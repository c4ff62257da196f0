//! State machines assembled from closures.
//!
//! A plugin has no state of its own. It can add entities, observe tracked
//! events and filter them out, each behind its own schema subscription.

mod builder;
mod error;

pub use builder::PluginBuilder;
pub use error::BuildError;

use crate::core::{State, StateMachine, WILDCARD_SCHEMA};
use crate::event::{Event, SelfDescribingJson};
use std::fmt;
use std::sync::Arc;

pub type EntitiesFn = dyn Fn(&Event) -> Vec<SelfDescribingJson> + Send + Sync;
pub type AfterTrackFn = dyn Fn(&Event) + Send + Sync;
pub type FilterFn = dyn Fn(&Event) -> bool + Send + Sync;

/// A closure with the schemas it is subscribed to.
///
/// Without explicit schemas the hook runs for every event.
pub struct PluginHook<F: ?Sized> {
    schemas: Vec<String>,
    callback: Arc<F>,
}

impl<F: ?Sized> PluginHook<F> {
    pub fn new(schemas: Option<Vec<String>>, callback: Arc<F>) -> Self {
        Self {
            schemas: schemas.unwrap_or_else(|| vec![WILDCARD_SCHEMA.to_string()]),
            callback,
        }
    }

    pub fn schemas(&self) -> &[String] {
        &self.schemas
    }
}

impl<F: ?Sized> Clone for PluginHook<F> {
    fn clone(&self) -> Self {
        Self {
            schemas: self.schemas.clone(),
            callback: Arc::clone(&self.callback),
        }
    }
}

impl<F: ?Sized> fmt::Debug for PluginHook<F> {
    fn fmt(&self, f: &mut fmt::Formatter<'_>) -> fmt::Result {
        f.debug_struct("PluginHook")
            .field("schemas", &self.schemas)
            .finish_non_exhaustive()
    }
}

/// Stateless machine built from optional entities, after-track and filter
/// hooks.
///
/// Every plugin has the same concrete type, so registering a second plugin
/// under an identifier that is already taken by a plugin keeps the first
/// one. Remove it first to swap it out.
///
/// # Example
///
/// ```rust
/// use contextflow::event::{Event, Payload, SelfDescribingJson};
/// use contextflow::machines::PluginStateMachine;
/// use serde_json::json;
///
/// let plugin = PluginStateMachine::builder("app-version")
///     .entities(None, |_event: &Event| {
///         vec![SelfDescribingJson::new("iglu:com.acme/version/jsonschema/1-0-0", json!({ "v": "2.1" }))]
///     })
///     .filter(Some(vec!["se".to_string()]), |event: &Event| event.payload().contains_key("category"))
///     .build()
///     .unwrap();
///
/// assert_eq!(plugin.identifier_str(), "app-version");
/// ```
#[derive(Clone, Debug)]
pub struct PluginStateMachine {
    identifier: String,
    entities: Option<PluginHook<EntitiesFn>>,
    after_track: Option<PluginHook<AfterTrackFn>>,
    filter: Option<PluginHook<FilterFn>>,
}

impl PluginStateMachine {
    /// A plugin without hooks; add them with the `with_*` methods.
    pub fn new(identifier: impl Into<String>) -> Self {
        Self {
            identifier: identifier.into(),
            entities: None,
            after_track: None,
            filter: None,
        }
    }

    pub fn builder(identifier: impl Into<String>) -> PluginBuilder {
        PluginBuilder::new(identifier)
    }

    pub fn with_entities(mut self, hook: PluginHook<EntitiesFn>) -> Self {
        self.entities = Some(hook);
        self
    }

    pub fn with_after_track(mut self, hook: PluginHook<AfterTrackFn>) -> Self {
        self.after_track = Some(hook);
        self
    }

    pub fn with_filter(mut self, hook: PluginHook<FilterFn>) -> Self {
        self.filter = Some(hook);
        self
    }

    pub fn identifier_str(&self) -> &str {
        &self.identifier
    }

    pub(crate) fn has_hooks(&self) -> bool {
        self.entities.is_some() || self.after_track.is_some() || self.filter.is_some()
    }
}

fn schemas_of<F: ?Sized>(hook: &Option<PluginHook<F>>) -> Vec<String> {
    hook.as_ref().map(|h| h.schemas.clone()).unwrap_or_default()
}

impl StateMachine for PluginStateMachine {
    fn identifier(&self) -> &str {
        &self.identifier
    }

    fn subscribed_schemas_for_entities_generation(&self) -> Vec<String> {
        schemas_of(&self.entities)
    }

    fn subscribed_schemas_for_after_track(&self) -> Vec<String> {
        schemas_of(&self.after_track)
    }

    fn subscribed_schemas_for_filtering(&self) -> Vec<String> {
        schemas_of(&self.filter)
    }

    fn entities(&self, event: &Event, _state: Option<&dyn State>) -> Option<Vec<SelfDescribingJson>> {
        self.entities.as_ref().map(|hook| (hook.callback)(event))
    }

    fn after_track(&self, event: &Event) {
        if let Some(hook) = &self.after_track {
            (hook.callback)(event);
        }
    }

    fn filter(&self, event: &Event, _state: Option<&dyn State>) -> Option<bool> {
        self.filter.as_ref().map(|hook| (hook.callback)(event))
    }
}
---
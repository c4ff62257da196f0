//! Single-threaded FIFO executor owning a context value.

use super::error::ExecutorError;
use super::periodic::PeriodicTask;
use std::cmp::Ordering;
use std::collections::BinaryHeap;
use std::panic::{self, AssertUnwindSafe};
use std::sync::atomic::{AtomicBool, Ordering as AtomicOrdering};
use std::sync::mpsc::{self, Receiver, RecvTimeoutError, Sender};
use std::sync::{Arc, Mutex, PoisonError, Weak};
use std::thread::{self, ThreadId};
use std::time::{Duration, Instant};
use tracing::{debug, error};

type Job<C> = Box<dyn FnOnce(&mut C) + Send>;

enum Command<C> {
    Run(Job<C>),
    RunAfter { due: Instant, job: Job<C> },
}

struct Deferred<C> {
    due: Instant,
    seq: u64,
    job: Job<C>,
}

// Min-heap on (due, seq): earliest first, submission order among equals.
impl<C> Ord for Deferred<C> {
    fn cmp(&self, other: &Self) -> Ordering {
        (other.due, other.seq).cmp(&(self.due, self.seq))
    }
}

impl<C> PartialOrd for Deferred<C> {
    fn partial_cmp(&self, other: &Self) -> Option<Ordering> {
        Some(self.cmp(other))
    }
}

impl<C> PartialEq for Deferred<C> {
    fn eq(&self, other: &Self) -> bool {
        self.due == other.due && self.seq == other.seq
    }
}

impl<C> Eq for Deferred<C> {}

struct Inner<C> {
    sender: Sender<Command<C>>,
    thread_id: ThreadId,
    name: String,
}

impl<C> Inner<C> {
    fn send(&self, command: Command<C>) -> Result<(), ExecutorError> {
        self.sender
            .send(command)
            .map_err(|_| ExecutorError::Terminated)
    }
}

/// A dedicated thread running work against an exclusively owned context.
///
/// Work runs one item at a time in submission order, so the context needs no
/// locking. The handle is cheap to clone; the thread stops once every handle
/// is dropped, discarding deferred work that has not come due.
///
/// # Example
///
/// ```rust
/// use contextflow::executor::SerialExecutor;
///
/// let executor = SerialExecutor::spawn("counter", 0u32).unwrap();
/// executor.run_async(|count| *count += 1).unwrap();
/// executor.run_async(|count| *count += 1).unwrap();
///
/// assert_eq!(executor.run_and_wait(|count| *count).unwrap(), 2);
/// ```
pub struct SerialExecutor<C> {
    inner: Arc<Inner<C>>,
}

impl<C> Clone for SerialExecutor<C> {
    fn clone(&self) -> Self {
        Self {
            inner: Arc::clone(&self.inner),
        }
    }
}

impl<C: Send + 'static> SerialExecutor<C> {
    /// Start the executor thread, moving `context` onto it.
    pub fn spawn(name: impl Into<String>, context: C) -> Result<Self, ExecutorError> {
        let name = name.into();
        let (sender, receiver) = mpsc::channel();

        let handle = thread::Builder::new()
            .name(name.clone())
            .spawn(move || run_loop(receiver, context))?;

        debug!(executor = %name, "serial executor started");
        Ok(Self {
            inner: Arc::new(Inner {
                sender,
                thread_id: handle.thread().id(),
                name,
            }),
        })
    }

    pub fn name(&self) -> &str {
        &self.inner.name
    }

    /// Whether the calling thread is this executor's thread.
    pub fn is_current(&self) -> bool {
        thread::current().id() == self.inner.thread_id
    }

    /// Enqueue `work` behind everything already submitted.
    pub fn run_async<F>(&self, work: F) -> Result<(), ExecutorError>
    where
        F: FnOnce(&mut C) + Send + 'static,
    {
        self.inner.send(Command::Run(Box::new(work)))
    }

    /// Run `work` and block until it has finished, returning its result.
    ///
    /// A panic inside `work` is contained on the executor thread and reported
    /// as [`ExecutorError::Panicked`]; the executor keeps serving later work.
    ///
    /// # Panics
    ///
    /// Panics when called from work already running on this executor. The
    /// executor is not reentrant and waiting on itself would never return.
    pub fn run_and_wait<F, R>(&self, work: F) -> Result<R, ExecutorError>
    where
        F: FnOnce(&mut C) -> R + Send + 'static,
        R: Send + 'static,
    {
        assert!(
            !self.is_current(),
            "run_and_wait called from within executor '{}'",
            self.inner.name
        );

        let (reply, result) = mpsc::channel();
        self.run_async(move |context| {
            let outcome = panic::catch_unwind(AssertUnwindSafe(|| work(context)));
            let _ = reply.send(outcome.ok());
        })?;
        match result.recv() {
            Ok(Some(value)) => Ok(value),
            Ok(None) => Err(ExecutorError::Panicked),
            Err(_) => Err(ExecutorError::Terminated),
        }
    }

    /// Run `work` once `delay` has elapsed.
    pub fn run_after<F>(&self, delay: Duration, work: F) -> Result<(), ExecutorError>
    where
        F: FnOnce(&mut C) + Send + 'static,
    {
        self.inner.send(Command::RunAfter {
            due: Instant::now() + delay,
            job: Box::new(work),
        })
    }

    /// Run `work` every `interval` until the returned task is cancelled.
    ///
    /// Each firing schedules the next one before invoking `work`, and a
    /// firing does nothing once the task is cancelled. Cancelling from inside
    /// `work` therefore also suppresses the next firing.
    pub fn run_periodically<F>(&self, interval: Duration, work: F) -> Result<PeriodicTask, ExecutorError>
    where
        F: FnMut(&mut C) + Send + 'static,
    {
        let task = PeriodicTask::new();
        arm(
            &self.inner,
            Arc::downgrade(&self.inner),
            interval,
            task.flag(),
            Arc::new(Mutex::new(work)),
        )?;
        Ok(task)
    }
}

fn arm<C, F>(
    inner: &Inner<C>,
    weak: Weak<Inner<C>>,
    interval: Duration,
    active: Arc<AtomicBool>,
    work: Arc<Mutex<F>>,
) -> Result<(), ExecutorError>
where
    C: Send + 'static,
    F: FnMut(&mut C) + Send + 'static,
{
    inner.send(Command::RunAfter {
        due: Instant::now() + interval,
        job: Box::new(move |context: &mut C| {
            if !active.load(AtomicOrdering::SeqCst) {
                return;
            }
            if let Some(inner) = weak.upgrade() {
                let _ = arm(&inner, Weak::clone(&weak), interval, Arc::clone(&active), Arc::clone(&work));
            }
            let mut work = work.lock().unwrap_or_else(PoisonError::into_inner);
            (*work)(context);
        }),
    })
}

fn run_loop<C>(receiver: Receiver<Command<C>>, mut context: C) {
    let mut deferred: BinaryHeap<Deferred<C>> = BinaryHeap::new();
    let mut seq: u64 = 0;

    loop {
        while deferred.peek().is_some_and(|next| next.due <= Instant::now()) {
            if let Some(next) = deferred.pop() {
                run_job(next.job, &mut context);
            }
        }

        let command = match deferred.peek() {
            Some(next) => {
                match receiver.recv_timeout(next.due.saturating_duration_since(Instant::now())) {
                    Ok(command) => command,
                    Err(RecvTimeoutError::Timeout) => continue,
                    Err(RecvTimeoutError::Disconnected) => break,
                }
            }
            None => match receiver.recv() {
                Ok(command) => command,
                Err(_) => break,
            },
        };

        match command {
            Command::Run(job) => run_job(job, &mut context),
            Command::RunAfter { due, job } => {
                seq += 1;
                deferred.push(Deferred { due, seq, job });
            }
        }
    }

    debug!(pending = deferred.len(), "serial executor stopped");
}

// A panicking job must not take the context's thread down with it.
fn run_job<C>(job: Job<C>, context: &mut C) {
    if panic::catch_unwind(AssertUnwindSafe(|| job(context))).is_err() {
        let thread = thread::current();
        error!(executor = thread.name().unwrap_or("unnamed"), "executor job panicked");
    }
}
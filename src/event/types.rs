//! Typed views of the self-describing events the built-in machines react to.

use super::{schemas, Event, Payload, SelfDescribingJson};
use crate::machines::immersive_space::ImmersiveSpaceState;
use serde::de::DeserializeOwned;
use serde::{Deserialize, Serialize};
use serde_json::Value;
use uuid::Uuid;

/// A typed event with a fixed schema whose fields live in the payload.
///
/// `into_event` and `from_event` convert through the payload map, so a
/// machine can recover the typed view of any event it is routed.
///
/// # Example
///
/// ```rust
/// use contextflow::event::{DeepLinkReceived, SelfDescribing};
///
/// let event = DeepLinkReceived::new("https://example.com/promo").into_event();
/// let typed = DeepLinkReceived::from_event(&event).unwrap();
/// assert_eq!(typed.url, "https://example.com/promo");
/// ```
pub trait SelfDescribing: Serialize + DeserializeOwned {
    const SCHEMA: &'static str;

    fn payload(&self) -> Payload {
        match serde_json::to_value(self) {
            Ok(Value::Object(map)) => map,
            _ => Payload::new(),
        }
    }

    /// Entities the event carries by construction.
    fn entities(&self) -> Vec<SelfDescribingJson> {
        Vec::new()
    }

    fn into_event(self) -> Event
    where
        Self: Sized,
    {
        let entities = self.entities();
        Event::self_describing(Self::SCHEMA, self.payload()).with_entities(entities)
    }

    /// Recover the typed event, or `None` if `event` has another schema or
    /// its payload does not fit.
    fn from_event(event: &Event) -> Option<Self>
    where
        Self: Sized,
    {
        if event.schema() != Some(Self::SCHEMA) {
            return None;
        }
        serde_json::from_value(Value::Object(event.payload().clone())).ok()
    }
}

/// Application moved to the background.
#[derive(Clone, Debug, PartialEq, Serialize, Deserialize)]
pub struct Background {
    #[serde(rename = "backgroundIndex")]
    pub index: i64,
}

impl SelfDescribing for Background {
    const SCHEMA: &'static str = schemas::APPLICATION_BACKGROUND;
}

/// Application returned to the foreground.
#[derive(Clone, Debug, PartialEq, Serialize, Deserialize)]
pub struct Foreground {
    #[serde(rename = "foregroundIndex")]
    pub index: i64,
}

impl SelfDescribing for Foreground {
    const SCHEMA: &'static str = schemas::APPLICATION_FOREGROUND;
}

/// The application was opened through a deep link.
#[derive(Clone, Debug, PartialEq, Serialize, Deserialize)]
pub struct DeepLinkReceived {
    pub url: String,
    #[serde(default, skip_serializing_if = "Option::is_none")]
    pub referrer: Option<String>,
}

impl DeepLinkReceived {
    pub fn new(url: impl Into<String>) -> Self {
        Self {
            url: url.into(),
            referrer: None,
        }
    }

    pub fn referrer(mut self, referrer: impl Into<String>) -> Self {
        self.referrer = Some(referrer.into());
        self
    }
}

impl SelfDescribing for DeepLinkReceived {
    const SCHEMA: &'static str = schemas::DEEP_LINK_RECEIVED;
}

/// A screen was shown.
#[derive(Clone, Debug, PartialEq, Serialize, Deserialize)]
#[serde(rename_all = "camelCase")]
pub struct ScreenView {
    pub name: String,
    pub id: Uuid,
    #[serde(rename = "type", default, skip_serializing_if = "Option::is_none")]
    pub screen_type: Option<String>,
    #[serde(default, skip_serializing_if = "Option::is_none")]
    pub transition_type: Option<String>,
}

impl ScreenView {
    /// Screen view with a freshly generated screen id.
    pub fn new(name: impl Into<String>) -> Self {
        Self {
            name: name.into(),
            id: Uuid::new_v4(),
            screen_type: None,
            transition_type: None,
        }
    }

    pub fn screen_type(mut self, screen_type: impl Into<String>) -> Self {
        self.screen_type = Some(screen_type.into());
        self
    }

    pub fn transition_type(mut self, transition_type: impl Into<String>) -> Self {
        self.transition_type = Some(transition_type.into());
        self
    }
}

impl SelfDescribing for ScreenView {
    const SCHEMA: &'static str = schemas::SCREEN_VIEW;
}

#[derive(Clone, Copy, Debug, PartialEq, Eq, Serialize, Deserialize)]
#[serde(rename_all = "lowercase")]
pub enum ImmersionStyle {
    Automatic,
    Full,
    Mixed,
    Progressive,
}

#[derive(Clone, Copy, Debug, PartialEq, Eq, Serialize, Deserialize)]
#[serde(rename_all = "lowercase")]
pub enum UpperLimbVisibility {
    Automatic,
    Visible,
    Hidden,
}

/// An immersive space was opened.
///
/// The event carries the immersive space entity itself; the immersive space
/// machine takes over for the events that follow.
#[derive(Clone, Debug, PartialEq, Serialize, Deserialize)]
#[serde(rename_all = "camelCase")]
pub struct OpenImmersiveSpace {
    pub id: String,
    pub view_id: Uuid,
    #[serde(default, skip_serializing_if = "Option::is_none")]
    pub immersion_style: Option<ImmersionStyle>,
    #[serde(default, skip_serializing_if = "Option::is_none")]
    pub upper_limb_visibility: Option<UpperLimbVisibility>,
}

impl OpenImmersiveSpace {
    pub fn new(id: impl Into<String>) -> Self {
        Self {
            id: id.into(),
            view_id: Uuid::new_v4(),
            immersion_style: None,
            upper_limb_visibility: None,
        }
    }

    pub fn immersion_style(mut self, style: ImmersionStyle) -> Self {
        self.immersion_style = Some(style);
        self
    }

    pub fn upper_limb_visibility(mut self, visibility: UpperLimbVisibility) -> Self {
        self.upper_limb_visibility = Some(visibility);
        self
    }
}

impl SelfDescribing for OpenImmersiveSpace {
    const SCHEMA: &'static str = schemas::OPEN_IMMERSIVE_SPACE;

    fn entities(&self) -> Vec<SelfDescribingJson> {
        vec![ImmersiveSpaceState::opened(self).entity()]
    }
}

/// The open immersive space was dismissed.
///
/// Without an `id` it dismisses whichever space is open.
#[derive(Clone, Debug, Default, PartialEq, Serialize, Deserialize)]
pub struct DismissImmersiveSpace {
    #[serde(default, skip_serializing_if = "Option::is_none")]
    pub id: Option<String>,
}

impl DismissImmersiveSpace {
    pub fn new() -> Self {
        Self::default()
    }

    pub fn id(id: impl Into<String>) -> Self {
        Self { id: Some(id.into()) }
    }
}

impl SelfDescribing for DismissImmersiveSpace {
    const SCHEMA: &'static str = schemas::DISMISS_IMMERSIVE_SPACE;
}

_WHAT THE TASK ASKS_
Using the listing above, copy exactly the line that contains "down with it.", the line that contains "const SCHEMA: &'static str;", and each line that falls between them.

_RESPONSE AREA_
// A panicking job must not take the context's thread down with it.
fn run_job<C>(job: Job<C>, context: &mut C) {
    if panic::catch_unwind(AssertUnwindSafe(|| job(context))).is_err() {
        let thread = thread::current();
        error!(executor = thread.name().unwrap_or("unnamed"), "executor job panicked");
    }
}
filename src/event/types.rs
//! Typed views of the self-describing events the built-in machines react to.

use super::{schemas, Event, Payload, SelfDescribingJson};
use crate::machines::immersive_space::ImmersiveSpaceState;
use serde::de::DeserializeOwned;
use serde::{Deserialize, Serialize};
use serde_json::Value;
use uuid::Uuid;

/// A typed event with a fixed schema whose fields live in the payload.
///
/// `into_event` and `from_event` convert through the payload map, so a
/// machine can recover the typed view of any event it is routed.
///
/// # Example
///
/// ```rust
/// use contextflow::event::{DeepLinkReceived, SelfDescribing};
///
/// let event = DeepLinkReceived::new("https://example.com/promo").into_event();
/// let typed = DeepLinkReceived::from_event(&event).unwrap();
/// assert_eq!(typed.url, "https://example.com/promo");
/// ```
pub trait SelfDescribing: Serialize + DeserializeOwned {
    const SCHEMA: &'static str;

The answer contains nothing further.